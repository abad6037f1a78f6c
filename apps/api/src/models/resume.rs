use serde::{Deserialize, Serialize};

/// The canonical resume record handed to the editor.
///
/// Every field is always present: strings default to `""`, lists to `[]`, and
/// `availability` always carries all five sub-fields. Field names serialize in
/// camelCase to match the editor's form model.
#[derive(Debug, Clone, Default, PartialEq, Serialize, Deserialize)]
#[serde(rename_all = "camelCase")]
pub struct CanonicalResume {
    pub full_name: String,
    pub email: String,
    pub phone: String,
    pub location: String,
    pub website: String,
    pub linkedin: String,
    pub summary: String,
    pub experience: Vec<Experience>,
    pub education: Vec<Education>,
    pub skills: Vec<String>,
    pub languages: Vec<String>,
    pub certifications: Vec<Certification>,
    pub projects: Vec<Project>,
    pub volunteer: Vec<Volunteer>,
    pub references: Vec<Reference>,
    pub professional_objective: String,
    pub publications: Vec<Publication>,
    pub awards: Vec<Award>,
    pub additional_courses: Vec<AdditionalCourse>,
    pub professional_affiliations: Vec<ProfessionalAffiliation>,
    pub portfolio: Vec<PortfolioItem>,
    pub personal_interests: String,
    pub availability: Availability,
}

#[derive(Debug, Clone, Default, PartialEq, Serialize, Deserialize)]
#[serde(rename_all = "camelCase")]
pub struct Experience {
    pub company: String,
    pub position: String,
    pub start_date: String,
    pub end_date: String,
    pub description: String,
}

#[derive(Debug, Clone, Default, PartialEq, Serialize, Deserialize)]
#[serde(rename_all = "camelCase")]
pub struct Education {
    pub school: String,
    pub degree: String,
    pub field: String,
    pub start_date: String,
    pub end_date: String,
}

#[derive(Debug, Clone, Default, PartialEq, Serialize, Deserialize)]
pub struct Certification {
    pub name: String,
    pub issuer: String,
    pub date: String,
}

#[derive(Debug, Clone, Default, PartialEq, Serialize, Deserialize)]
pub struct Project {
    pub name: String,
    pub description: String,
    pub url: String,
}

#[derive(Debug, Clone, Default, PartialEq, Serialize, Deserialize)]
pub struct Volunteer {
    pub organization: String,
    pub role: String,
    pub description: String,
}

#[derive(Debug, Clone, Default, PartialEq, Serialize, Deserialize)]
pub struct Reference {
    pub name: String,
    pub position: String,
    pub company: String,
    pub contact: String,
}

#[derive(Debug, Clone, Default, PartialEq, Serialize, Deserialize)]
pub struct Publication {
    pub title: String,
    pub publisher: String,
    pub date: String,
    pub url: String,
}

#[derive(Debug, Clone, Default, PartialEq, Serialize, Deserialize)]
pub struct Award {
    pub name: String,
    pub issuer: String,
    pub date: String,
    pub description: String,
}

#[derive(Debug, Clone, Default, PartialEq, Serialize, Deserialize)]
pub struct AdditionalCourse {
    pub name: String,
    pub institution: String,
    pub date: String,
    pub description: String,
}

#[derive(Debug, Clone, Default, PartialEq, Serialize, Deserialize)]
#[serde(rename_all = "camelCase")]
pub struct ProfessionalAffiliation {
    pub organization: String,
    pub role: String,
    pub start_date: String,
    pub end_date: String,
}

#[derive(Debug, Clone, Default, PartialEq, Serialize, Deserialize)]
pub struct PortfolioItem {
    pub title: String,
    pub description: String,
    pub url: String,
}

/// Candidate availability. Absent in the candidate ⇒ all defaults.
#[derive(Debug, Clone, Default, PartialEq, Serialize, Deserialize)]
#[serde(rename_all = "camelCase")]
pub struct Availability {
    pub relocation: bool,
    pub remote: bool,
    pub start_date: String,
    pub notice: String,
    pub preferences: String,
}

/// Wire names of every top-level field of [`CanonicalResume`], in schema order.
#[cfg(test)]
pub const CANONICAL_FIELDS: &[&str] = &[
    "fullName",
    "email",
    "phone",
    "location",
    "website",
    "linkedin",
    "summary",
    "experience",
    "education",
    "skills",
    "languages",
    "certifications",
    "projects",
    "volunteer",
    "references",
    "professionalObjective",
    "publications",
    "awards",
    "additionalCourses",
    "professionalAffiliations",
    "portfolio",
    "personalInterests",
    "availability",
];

----

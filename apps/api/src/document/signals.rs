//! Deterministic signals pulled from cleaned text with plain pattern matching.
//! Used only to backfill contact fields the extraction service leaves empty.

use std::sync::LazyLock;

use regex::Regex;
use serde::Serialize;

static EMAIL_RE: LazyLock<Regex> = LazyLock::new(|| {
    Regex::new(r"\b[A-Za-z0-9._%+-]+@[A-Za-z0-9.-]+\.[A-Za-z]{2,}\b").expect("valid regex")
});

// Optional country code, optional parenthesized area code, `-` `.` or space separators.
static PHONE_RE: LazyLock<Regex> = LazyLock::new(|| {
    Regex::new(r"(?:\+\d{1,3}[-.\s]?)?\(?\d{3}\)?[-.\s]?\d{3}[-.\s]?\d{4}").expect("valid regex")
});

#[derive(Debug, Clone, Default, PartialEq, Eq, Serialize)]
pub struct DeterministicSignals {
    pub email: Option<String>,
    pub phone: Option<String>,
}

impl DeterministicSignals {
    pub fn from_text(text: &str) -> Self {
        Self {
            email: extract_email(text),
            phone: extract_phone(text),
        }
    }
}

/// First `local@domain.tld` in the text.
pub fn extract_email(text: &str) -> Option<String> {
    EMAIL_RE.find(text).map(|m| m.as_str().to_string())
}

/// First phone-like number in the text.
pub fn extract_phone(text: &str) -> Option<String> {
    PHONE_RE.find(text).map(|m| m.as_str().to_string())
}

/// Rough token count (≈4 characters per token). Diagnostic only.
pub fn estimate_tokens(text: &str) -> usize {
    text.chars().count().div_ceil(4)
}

----

### What this task involves
Wherever "certifications" appears in the listing, report the line it is on.

### Solved problem
    pub certifications: Vec<Certification>,
    "certifications",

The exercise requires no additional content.